#### Exercise directions
Output a verbatim copy of the data, cut off after the line that contains "use crate::error::Result;".
——————
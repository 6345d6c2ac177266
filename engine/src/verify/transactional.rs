//! Transactional-data pass: trips, their stops, and fuel purchases.

use tracing::debug;
use triplog_core::{
    Entity, FailedItem, FreqTrip, GasBrandGrade, GeoArea, Location, Person, RecordKind, RowStore,
    Trip, TripStop, TripStopGas, Vehicle, ViaRoute,
};

use super::pass::Pass;
use crate::error::Result;

pub(crate) fn run<S: RowStore + ?Sized>(pass: &mut Pass<'_, S>) -> Result<()> {
    let (trips, _) = pass.scan::<Trip>()?;
    for trip in &trips {
        if pass.full() {
            debug!(trip = trip.id, "Failure collector full, transactional pass stopped");
            break;
        }
        check_trip(pass, trip)?;
        if !pass.full() {
            check_stops(pass, trip)?;
        }
    }
    Ok(())
}

fn check_trip<S: RowStore + ?Sized>(pass: &mut Pass<'_, S>, trip: &Trip) -> Result<()> {
    pass.require::<Vehicle, _>(trip.vehicle_id, trip, "Vehicle")?;
    pass.require::<Person, _>(trip.driver_id, trip, "driver Person")?;
    pass.require::<GeoArea, _>(trip.area_id, trip, "GeoArea")?;
    pass.optional::<FreqTrip, _>(trip.freq_trip_id, trip, "FreqTrip")?;
    pass.optional::<GeoArea, _>(trip.roadtrip_end_area_id, trip, "roadtrip destination GeoArea")?;
    if let Some(stop_id) = trip.start_stop_id {
        if let Some(stop) = pass.require_direct::<TripStop, _>(stop_id, trip, "starting TStop")? {
            pass.require::<Trip, _>(stop.trip_id, &stop, "Trip of starting TStop")?;
        }
    }
    Ok(())
}

fn check_stops<S: RowStore + ?Sized>(pass: &mut Pass<'_, S>, trip: &Trip) -> Result<()> {
    let stops = pass.scan_where::<TripStop>("tripid", trip.id)?;
    // Location of the previous stop; the outer None marks the first stop
    // and the stop after an unreadable one.
    let mut previous: Option<Option<i64>> = None;
    for stop in &stops {
        if pass.full() {
            break;
        }
        let Some(stop) = stop else {
            previous = None;
            continue;
        };
        match stop.location_id {
            Some(location_id) => {
                pass.require::<Location, _>(location_id, stop, "Location")?;
            }
            None if stop.comment.as_deref().is_none_or(|c| c.trim().is_empty()) => {
                pass.report(FailedItem::record(
                    stop.clone().into_record(),
                    None,
                    "TStop has neither a Location nor a description",
                ));
            }
            None => {}
        }
        pass.optional::<GeoArea, _>(stop.area_id, stop, "GeoArea")?;
        if let Some(via_id) = stop.via_id {
            check_route(pass, stop, via_id, previous)?;
        }
        if stop.is_fuel_stop() {
            check_fuel(pass, trip, stop)?;
        }
        previous = Some(stop.location_id);
    }
    Ok(())
}

/// A stop's route must end at the stop and start where the previous stop
/// was. The start is not checked on a trip's first stop or on the stop after
/// an unreadable one.
fn check_route<S: RowStore + ?Sized>(
    pass: &mut Pass<'_, S>,
    stop: &TripStop,
    via_id: i64,
    previous: Option<Option<i64>>,
) -> Result<()> {
    let route = pass.caches.lookup::<ViaRoute, S>(pass.store, via_id)?.cloned();
    let Some(route) = route else {
        pass.report(FailedItem::unresolved(
            RecordKind::ViaRoute,
            via_id,
            Some(stop.clone().into_record()),
            "Can't load ViaRoute",
        ));
        return Ok(());
    };
    if Some(route.to_location_id) != stop.location_id {
        pass.report(FailedItem::record(
            stop.clone().into_record(),
            Some(route.clone().into_record()),
            format!(
                "ViaRoute ends at Location {}, not at the TStop's Location",
                route.to_location_id
            ),
        ));
    }
    if let Some(previous_location) = previous {
        if Some(route.from_location_id) != previous_location {
            pass.report(FailedItem::record(
                stop.clone().into_record(),
                Some(route.clone().into_record()),
                format!(
                    "ViaRoute starts at Location {}, not at the previous TStop's Location",
                    route.from_location_id
                ),
            ));
        }
    }
    Ok(())
}

fn check_fuel<S: RowStore + ?Sized>(pass: &mut Pass<'_, S>, trip: &Trip, stop: &TripStop) -> Result<()> {
    let Some(gas) = pass.load::<TripStopGas>(stop.id)? else {
        pass.report(FailedItem::unresolved(
            TripStopGas::KIND,
            stop.id,
            Some(stop.clone().into_record()),
            "Can't load TStopGas for fuel stop",
        ));
        return Ok(());
    };
    if gas.vehicle_id != Some(trip.vehicle_id) {
        pass.report(FailedItem::record(
            gas.clone().into_record(),
            Some(trip.clone().into_record()),
            "TStopGas vehicle doesn't match its Trip",
        ));
    }
    pass.optional::<GasBrandGrade, _>(gas.brand_grade_id, &gas, "GasBrandGrade")?;
    Ok(())
}
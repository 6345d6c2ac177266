//! SQLite storage backend for the trip logbook schema engine.
//!
//! This crate provides [`SqliteStore`], the `rusqlite`-backed implementation
//! of the [`RowStore`](triplog_core::RowStore) contract, together with the
//! upgrade-script resources for the built-in migration chain.
//!
//! # Architecture
//!
//! The crate is organized into four modules:
//!
//! - **`schema`**: statement generation with validated identifiers
//! - **`convert`**: `Value` to and from SQLite column conversion
//! - **`store`**: the [`SqliteStore`] row store
//! - **`scripts`**: bundled and on-disk upgrade scripts ([`ScriptSource`])
//!
//! # Quick start
//!
//! ```no_run
//! use triplog_core::RowStore;
//! use triplog_sqlite::{ScriptSource, SqliteStore};
//!
//! let store = SqliteStore::open("logbook.db")
//!     .unwrap()
//!     .with_scripts(ScriptSource::Bundled);
//! match store.physical_integrity_check().unwrap() {
//!     None => println!("file is physically sound"),
//!     Some(diagnostic) => println!("corrupt: {diagnostic}"),
//! }
//! ```

mod convert;
mod error;
mod schema;
mod scripts;
mod store;

pub use error::{Result, SqliteError};
pub use scripts::{SCRIPT_EXTENSION, SCRIPT_PREFIX, ScriptSource, parse_script_name, script_name};
pub use store::SqliteStore;
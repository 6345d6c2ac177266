//! Multi-level integrity verification.
//!
//! Verification runs in cumulative passes of increasing cost:
//!
//! 1. [`Physical`](VerificationLevel::Physical): the storage engine's own
//!    structural check.
//! 2. [`MasterData`](VerificationLevel::MasterData): every reference between
//!    vehicles, persons, areas, locations, routes and frequent trips resolves.
//! 3. [`TransactionalData`](VerificationLevel::TransactionalData): trips,
//!    stops and fuel purchases reference valid master data and are
//!    geographically consistent.
//!
//! A [`Verifier`] remembers the highest pass that succeeded and never reruns
//! it, so asking for level 3 after level 2 passed only runs level 3.
//!
//! # Example
//!
//! ```ignore
//! let mut verifier = Verifier::new(&store);
//! match verifier.verify(VerificationLevel::TransactionalData)? {
//!     None => println!("clean"),
//!     Some(level) => {
//!         for item in verifier.failed_items() {
//!             println!("{level}: {}", item.description);
//!         }
//!     }
//! }
//! ```

mod master;
mod pass;
mod transactional;

use std::fmt;

use serde::Serialize;
use tracing::{info, warn};
use triplog_core::{FailedItem, FailureCollector, RowStore};

use crate::config::VerifyConfig;
use crate::error::{EngineError, Result};
use pass::Pass;

/// Ordinal reported when every requested pass succeeded.
pub const VERIFY_OK: i32 = 0;

/// A verification pass, ordered by cost.
#[derive(Debug, Clone, Copy, PartialEq, Eq, PartialOrd, Ord, Hash, Serialize)]
#[serde(rename_all = "SCREAMING_SNAKE_CASE")]
pub enum VerificationLevel {
    Physical = 1,
    MasterData = 2,
    TransactionalData = 3,
}

impl VerificationLevel {
    /// All levels, cheapest first.
    pub const ALL: [VerificationLevel; 3] = [
        VerificationLevel::Physical,
        VerificationLevel::MasterData,
        VerificationLevel::TransactionalData,
    ];

    pub fn ordinal(self) -> i32 {
        self as i32
    }

    /// Maps an ordinal (1, 2 or 3) back to its level.
    ///
    /// # Errors
    ///
    /// Returns [`EngineError::InvalidLevel`] for any other value.
    pub fn from_ordinal(ordinal: i32) -> Result<Self> {
        Self::ALL
            .into_iter()
            .find(|level| level.ordinal() == ordinal)
            .ok_or(EngineError::InvalidLevel(ordinal))
    }
}

impl TryFrom<i32> for VerificationLevel {
    type Error = EngineError;

    fn try_from(ordinal: i32) -> Result<Self> {
        Self::from_ordinal(ordinal)
    }
}

impl fmt::Display for VerificationLevel {
    fn fmt(&self, f: &mut fmt::Formatter<'_>) -> fmt::Result {
        f.write_str(match self {
            VerificationLevel::Physical => "PHYSICAL",
            VerificationLevel::MasterData => "MASTER_DATA",
            VerificationLevel::TransactionalData => "TRANSACTIONAL_DATA",
        })
    }
}

/// Runs verification passes against one store.
///
/// The verifier borrows the store; [`release`](Self::release) drops that
/// borrow early, after which every verification call fails with
/// [`EngineError::Released`].
pub struct Verifier<'s, S: RowStore + ?Sized> {
    store: Option<&'s S>,
    completed: Option<VerificationLevel>,
    failures: FailureCollector,
}

impl<'s, S: RowStore + ?Sized> Verifier<'s, S> {
    /// A verifier with the default failure cap and descriptions kept.
    pub fn new(store: &'s S) -> Self {
        Self::with_config(store, &VerifyConfig::default())
    }

    pub fn with_config(store: &'s S, config: &VerifyConfig) -> Self {
        Self {
            store: Some(store),
            completed: None,
            failures: config.collector(),
        }
    }

    /// Runs every pass up to and including `level` that has not already
    /// succeeded.
    ///
    /// Returns `None` when all of them pass, or the first failing level. The
    /// failures found are available from [`failed_items`](Self::failed_items)
    /// until the next call.
    ///
    /// # Errors
    ///
    /// [`EngineError::Released`] after [`release`](Self::release); store
    /// errors raised while reading propagate unchanged.
    pub fn verify(&mut self, level: VerificationLevel) -> Result<Option<VerificationLevel>> {
        let store = self.store.ok_or(EngineError::Released)?;
        self.failures.clear();
        for pass in VerificationLevel::ALL {
            if pass > level || Some(pass) <= self.completed {
                continue;
            }
            info!(level = %pass, "Running verification pass");
            let clean = match pass {
                VerificationLevel::Physical => self.physical(store)?,
                VerificationLevel::MasterData => self.data_pass(store, master::run)?,
                VerificationLevel::TransactionalData => self.data_pass(store, transactional::run)?,
            };
            if !clean {
                warn!(level = %pass, failures = self.failures.len(), "Verification failed");
                return Ok(Some(pass));
            }
            self.completed = Some(pass);
        }
        info!(level = %level, "Verification passed");
        Ok(None)
    }

    /// Ordinal form of [`verify`](Self::verify): returns [`VERIFY_OK`] or the
    /// ordinal of the failing level.
    ///
    /// # Errors
    ///
    /// [`EngineError::InvalidLevel`] when `ordinal` is not 1, 2 or 3.
    pub fn verify_ordinal(&mut self, ordinal: i32) -> Result<i32> {
        let level = VerificationLevel::from_ordinal(ordinal)?;
        Ok(self.verify(level)?.map_or(VERIFY_OK, VerificationLevel::ordinal))
    }

    /// Highest level that has passed so far.
    pub fn highest_completed(&self) -> Option<VerificationLevel> {
        self.completed
    }

    /// Failures collected by the most recent [`verify`](Self::verify).
    pub fn failed_items(&self) -> &[FailedItem] {
        self.failures.items()
    }

    pub fn failures(&self) -> &FailureCollector {
        &self.failures
    }

    /// Drops the store reference. Collected failures stay readable.
    pub fn release(&mut self) {
        self.store = None;
    }

    pub fn is_released(&self) -> bool {
        self.store.is_none()
    }

    fn physical(&mut self, store: &S) -> Result<bool> {
        match store.physical_integrity_check()? {
            None => Ok(true),
            Some(diagnostic) => {
                warn!(diagnostic = %diagnostic, "Physical integrity check failed");
                self.failures.add(FailedItem::database(diagnostic));
                Ok(false)
            }
        }
    }

    fn data_pass(
        &mut self,
        store: &S,
        run: fn(&mut Pass<'_, S>) -> Result<()>,
    ) -> Result<bool> {
        let mut pass = Pass::new(store, &mut self.failures);
        let before = pass.failure_count();
        run(&mut pass)?;
        Ok(pass.failure_count() == before)
    }
}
——————
#### Output for this exercise
repository 6345d6c2ac177266
filename engine/src/verify/transactional.rs
//! Transactional-data pass: trips, their stops, and fuel purchases.

use tracing::debug;
use triplog_core::{
    Entity, FailedItem, FreqTrip, GasBrandGrade, GeoArea, Location, Person, RecordKind, RowStore,
    Trip, TripStop, TripStopGas, Vehicle, ViaRoute,
};

use super::pass::Pass;
use crate::error::Result;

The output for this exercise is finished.